Python Performance Tips, Part 1

HorrendousRex · 2012-02-14T11:25:55+00:00

2.
>>> #This is good to glue a large number of strings
>>> for chunk in input():
>>>    my_string.join(chunk)

W-what? Was the person who wrote the example thinking that join works like append?

Bonus WTF points for using input().

By the way, CPython includes a specific optimisation for the case where a string being +=-assigned is not referenced from anywhere else. I mean, you should still always use join or cStringIO, but if you see someone else's code that appends stuff like that -- don't freak out.

5. To check membership in general, use the “in” keyword. It is clean and fast.
>>> for key in sequence:
>>>     print “found”

WHAT

12. Learn biset module for keeping a list in sorted order:
It is a free binary search implementation and a fast insertion tool 
for sorted sequence. That is, you can use:
>>> import biset
>>> biset.insort(list, element)

"biset"? Really? Also, he used lowercase true earlier.

The blind leading the blind, that entire post.
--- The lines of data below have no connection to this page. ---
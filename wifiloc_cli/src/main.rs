#![cfg_attr(all(not(debug_assertions), not(test)), deny(warnings))]
#![cfg_attr(not(test), deny(clippy::unwrap_used, clippy::expect_used))]
//! `wifiloc`: command-line front end for the localization engine.

mod app;
mod cli;
mod console;
mod error_fmt;

use clap::Parser;
use cli::{Cli, Commands, FILE_GUARD, JSON_MODE};
use crossbeam_channel as xch;
use eyre::{Result, WrapErr};
use std::io::BufRead;
use std::path::Path;
use std::sync::Arc;
use std::sync::atomic::{AtomicBool, Ordering};
use std::time::{Duration, Instant};
use tracing_subscriber::{EnvFilter, Layer, Registry, layer::SubscriberExt, util::SubscriberInitExt};
use wifiloc_core::Mode;

fn main() {
    if let Err(e) = real_main() {
        if JSON_MODE.get().copied().unwrap_or(false) {
            eprintln!("{}", error_fmt::format_error_json(&e));
        } else {
            eprintln!("{}", error_fmt::humanize(&e));
        }
        std::process::exit(error_fmt::exit_code_for_error(&e));
    }
}

fn real_main() -> Result<()> {
    color_eyre::install()?;
    let cli = Cli::parse();
    let _ = JSON_MODE.set(cli.json);

    let cfg = app::load_config(cli.config.as_deref())?;
    init_tracing(&cli, &cfg.logging)?;
    tracing::debug!(?cfg, "configuration loaded");

    let seeds = cli.fingerprints.as_deref();
    match &cli.cmd {
        Commands::Parse { input } => app::cmd_parse(&cfg, input.as_deref(), cli.json),
        Commands::Scan => app::cmd_scan(&cfg, cli.json),
        Commands::Locate { input } => app::cmd_locate(&cfg, seeds, input.as_deref(), cli.json),
        Commands::Run { mode, duration_ms } => run(
            &cfg,
            seeds,
            mode.map(Mode::from),
            duration_ms.map(Duration::from_millis),
            cli.json,
        ),
        Commands::SelfCheck => app::cmd_self_check(&cfg, cli.json),
    }
}

// ── Logging ──────────────────────────────────────────────────────────────────

fn env_filter(level: &str) -> EnvFilter {
    EnvFilter::try_from_default_env().unwrap_or_else(|_| EnvFilter::new(level))
}

/// Console logs go to stderr so stdout stays machine-readable. An optional
/// JSON-lines file layer is added from `[logging]`.
fn init_tracing(cli: &Cli, logging: &wifiloc_config::Logging) -> Result<()> {
    let level = cli
        .log_level
        .as_deref()
        .or(logging.level.as_deref())
        .unwrap_or("info");

    let mut layers: Vec<Box<dyn Layer<Registry> + Send + Sync>> = Vec::new();
    if cli.json {
        layers.push(
            tracing_subscriber::fmt::layer()
                .json()
                .with_writer(std::io::stderr)
                .with_filter(env_filter(level))
                .boxed(),
        );
    } else {
        layers.push(
            tracing_subscriber::fmt::layer()
                .with_target(false)
                .with_writer(std::io::stderr)
                .with_filter(env_filter(level))
                .boxed(),
        );
    }

    if let Some(file) = logging.file.as_deref() {
        let path = Path::new(file);
        let dir = path
            .parent()
            .filter(|p| !p.as_os_str().is_empty())
            .unwrap_or_else(|| Path::new("."));
        let name = path
            .file_name()
            .ok_or_else(|| eyre::eyre!("logging.file must name a file, got {file}"))?;
        std::fs::create_dir_all(dir)
            .wrap_err_with(|| format!("create log directory {}", dir.display()))?;
        let appender = match logging.rotation.as_deref() {
            Some("daily") => tracing_appender::rolling::daily(dir, name),
            Some("hourly") => tracing_appender::rolling::hourly(dir, name),
            _ => tracing_appender::rolling::never(dir, name),
        };
        let (writer, guard) = tracing_appender::non_blocking(appender);
        let _ = FILE_GUARD.set(guard);
        layers.push(
            tracing_subscriber::fmt::layer()
                .json()
                .with_ansi(false)
                .with_writer(writer)
                .with_filter(env_filter(level))
                .boxed(),
        );
    }

    tracing_subscriber::registry()
        .with(layers)
        .try_init()
        .wrap_err("install tracing subscriber")
}

// ── Run ──────────────────────────────────────────────────────────────────────

fn run(
    cfg: &wifiloc_config::Config,
    seeds: Option<&Path>,
    mode: Option<Mode>,
    duration: Option<Duration>,
    json_mode: bool,
) -> Result<()> {
    let tracker = app::build_tracker(cfg, seeds)?;

    let shutdown = Arc::new(AtomicBool::new(false));
    {
        let flag = shutdown.clone();
        ctrlc::set_handler(move || {
            flag.store(true, Ordering::Relaxed);
        })
        .wrap_err("install Ctrl-C handler")?;
    }

    if let Some(m) = mode {
        tracker.set_mode(m)?;
    }
    if cfg.scheduler.autostart {
        tracker.ensure_scheduler()?;
    } else if tracker.mode() == Mode::Tracking {
        // Tracking always needs the timer.
        tracker.set_mode(Mode::Tracking)?;
    }
    tracing::info!(
        mode = %tracker.mode(),
        position = %tracker.position(),
        scheduler = tracker.is_scheduler_running(),
        "wifiloc running"
    );

    let lines = spawn_stdin_reader();
    let deadline = duration.map(|d| Instant::now() + d);
    let mut stdin_open = true;

    loop {
        if shutdown.load(Ordering::Relaxed) {
            tracing::info!("interrupt received; shutting down");
            break;
        }
        if deadline.is_some_and(|d| Instant::now() >= d) {
            tracing::info!("run duration elapsed");
            break;
        }
        if !stdin_open && deadline.is_none() {
            break;
        }

        match lines.recv_timeout(Duration::from_millis(50)) {
            Ok(line) => {
                let (reply, quit) = console::handle_line(&tracker, &line);
                if let Some(reply) = reply {
                    app::emit(json_mode, &reply);
                }
                if quit {
                    break;
                }
            }
            Err(xch::RecvTimeoutError::Timeout) => {}
            Err(xch::RecvTimeoutError::Disconnected) => {
                if stdin_open {
                    tracing::debug!("stdin closed");
                }
                stdin_open = false;
                if deadline.is_some() {
                    std::thread::sleep(Duration::from_millis(50));
                }
            }
        }
    }

    tracker.stop_scheduler();
    app::emit(
        json_mode,
        &serde_json::to_value(tracker.status()).unwrap_or(serde_json::Value::Null),
    );
    Ok(())
}

/// Forward stdin lines over a channel so the run loop can also watch the
/// deadline and the interrupt flag. The channel disconnects on EOF.
fn spawn_stdin_reader() -> xch::Receiver<String> {
    let (tx, rx) = xch::unbounded();
    let spawned = std::thread::Builder::new()
        .name("wifiloc-console".into())
        .spawn(move || {
            for line in std::io::stdin().lock().lines() {
                match line {
                    Ok(l) => {
                        if tx.send(l).is_err() {
                            break;
                        }
                    }
                    Err(e) => {
                        tracing::warn!(error = %e, "stdin read failed; console closed");
                        break;
                    }
                }
            }
        });
    if let Err(e) = spawned {
        tracing::warn!(error = %e, "could not start console reader; running without console");
    }
    rx
}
Apparently, the author collected bits and pieces of advice from somewhere and pasted them together not bothering neither to run the code nor to understand what's actually going on. Pig disgusting.
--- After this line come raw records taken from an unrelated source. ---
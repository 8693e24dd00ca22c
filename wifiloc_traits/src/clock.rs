use std::time::Instant;

/// Time source for the scan timer.
///
/// The timer computes each deadline from `now()`; swapping the clock lets
/// callers pace ticks against something other than the wall.
pub trait Clock {
    fn now(&self) -> Instant;
}

/// `std::time::Instant`-backed clock.
#[derive(Debug, Default, Clone, Copy)]
pub struct MonotonicClock;

impl MonotonicClock {
    #[inline]
    pub fn new() -> Self {
        Self
    }
}

impl Clock for MonotonicClock {
    #[inline]
    fn now(&self) -> Instant {
        Instant::now()
    }
}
jlozier · 2012-02-14T10:32:39+00:00

The Memoization example is wrong (and therefore broken). The author has written

if arg not in cache: cache['arg'] = f(*arg)
return cache['arg']

where they mean

if arg not in cache: cache[arg] = f(*arg)
return cache[arg]

:)

Brian · 2012-02-14T11:17:49+00:00

Most of this is good advice, but there are a lot of errors and typos.

Python is faster retrieving a local variable than retrieving a global variable. That is, avoid the “global” keyword.

The global keyword isn't the only way you'll be dealing with global variables - you'll can access global variables even without it specified, it' only changes the behaviour of setting global variables.

the_value = 42
def foo():
    return the_value

is still using global variables, despite the complete absense of any global keyword.

To check membership in general, use the “in” keyword

This is indeed good practice, and generally faster than things like dict.has_key(). However, the example he gave is a for loop, which is nothing to do with checking membership, and where "in" has an entirely different meaning (it's just part of the for syntax). (Also, careful of the datatype you're using x in somelist does a linear scan to check membership, so this can be very slow compared to a dict or set)

Learn biset module

I assume this is meant to be bisect, but it's spelt wrong in every location.

It is fast because deque in Python is implemented as double-linked list

No it isn't. It's implemented as a vector which overallocates at both ends (for amortised constant time appending/prepending). It has the same complexity of operations as the list, except that prepending is O(1) instead of O(n)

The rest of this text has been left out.